▶ **ENTRIES PROVIDED**
◇ ◇ ◇ ◇
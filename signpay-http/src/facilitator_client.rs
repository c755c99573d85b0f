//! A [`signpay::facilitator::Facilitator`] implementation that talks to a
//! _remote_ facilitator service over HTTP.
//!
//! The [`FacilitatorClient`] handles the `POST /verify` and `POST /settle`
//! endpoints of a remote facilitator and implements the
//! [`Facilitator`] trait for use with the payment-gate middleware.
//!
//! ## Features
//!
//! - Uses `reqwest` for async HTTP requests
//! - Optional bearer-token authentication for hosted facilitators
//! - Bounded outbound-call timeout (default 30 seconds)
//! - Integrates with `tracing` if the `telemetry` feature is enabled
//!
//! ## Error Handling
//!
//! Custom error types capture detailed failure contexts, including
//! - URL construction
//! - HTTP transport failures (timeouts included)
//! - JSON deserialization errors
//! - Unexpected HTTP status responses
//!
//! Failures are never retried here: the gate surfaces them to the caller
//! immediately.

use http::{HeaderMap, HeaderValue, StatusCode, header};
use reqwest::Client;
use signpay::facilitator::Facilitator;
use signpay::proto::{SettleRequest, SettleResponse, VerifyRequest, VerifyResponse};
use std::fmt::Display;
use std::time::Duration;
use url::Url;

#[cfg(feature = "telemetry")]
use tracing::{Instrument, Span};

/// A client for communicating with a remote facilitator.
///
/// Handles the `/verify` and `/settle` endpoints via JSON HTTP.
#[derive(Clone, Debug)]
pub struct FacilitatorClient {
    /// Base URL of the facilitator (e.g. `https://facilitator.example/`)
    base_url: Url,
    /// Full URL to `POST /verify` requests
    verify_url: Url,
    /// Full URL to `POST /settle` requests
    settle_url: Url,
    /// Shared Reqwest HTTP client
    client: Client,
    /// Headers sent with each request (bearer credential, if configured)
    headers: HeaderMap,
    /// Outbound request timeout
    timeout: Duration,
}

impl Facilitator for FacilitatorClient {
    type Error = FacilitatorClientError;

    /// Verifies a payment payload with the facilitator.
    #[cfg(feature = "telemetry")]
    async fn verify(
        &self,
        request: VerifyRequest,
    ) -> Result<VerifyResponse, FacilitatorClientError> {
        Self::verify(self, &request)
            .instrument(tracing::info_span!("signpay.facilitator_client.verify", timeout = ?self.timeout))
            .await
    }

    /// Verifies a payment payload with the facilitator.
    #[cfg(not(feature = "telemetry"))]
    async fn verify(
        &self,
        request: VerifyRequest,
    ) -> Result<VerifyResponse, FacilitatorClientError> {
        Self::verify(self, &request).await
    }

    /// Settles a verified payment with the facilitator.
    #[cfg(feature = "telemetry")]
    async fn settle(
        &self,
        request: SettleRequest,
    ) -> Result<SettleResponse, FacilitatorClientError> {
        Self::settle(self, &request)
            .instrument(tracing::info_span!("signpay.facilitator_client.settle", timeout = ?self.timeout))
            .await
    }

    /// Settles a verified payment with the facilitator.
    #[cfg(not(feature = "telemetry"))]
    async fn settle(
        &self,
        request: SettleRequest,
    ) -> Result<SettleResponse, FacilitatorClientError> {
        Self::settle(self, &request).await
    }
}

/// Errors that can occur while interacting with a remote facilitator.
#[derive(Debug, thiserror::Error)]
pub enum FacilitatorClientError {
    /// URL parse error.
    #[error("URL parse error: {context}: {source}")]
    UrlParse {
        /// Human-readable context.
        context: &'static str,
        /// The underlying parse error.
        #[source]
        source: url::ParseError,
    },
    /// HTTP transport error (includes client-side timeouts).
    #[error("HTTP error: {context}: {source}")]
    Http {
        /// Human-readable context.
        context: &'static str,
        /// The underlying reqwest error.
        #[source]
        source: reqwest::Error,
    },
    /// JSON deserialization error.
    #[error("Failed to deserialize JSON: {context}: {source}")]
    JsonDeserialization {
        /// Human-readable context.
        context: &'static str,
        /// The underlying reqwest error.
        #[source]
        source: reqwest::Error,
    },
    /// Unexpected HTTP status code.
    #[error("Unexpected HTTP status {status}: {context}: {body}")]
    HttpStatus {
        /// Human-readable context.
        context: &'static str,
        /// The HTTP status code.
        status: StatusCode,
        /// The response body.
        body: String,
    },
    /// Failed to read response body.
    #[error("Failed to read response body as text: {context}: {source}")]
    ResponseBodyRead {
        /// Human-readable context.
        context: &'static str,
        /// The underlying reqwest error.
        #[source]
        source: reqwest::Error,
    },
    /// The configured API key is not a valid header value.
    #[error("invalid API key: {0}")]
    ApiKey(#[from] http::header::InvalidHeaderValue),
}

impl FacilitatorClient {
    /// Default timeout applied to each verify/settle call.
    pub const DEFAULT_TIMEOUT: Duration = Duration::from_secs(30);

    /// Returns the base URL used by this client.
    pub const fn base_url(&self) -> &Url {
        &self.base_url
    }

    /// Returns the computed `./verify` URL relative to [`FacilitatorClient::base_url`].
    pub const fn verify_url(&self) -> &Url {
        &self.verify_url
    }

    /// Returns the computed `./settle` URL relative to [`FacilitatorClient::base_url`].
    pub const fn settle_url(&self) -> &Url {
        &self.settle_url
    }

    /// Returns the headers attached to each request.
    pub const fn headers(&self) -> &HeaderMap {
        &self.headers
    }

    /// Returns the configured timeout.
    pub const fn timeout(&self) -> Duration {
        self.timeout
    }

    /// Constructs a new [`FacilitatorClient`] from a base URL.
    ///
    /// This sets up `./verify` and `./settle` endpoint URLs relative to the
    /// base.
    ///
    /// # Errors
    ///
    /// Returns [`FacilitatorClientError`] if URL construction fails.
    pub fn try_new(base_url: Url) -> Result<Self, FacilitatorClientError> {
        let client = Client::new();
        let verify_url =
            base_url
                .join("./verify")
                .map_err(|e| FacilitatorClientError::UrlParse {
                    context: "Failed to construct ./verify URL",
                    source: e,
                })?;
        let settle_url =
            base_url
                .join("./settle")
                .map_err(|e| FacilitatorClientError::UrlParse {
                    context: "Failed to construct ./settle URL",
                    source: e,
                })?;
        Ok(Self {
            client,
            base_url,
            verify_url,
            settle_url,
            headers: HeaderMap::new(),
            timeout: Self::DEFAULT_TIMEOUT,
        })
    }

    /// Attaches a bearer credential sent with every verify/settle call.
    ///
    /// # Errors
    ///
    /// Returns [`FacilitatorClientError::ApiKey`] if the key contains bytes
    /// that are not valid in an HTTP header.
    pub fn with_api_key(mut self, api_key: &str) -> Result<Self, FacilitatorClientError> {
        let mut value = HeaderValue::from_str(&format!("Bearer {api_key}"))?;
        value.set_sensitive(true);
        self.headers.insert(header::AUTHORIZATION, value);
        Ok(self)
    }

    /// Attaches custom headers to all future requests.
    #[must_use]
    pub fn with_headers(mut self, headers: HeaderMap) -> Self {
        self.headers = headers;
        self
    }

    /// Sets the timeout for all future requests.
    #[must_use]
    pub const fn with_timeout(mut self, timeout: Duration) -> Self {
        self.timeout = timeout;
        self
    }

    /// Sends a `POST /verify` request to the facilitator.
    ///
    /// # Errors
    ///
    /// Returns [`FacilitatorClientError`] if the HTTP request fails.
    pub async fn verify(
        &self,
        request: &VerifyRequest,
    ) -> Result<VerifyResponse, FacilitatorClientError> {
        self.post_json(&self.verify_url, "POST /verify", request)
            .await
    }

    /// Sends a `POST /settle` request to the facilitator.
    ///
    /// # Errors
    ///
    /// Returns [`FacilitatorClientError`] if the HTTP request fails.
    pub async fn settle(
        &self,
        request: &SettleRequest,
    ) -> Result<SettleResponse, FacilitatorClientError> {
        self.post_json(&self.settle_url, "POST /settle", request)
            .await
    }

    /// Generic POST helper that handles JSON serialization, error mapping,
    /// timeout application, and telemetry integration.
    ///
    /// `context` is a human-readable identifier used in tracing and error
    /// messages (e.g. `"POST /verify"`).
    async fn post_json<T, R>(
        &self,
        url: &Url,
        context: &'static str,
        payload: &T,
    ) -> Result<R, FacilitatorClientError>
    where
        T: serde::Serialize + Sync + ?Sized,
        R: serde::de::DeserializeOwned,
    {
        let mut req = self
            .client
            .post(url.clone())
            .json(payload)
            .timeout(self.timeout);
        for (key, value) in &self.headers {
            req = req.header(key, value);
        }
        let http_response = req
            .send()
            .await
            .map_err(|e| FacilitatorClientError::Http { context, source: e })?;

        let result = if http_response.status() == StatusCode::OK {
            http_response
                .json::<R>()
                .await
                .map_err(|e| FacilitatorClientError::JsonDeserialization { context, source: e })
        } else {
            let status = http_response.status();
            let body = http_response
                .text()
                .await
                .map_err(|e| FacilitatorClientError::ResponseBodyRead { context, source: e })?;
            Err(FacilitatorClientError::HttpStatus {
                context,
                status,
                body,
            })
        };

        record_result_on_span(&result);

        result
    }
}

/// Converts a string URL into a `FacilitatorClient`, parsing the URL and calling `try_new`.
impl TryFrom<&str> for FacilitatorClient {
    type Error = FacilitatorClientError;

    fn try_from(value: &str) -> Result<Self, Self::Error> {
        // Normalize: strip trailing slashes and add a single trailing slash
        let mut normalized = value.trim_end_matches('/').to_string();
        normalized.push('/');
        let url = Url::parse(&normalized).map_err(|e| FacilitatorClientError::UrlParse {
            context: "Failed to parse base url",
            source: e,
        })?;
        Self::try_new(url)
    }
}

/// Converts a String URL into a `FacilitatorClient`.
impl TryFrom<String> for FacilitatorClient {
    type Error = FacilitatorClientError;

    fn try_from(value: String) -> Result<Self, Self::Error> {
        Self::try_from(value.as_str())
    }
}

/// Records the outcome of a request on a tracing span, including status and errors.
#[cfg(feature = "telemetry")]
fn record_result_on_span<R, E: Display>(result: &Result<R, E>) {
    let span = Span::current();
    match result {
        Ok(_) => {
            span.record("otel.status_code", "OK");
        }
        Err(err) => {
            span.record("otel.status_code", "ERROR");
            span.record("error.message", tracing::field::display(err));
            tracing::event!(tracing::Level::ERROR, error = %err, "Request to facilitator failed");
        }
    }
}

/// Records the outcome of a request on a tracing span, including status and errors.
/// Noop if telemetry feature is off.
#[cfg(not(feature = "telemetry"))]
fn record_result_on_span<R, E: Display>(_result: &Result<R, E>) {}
◇ ◇ ◇ ◇
▶ **PROBLEM**
Your task is to transcribe, with no changes, only the lines of the listing above that lie between the line holding "every verify/settle call." and the line holding "self.headers.insert(header::AUTHORIZATION, value);", inclusive.

▶ **SOLUTION TO THE EXERCISE**
    /// Attaches a bearer credential sent with every verify/settle call.
    ///
    /// # Errors
    ///
    /// Returns [`FacilitatorClientError::ApiKey`] if the key contains bytes
    /// that are not valid in an HTTP header.
    pub fn with_api_key(mut self, api_key: &str) -> Result<Self, FacilitatorClientError> {
        let mut value = HeaderValue::from_str(&format!("Bearer {api_key}"))?;
        value.set_sensitive(true);
        self.headers.insert(header::AUTHORIZATION, value);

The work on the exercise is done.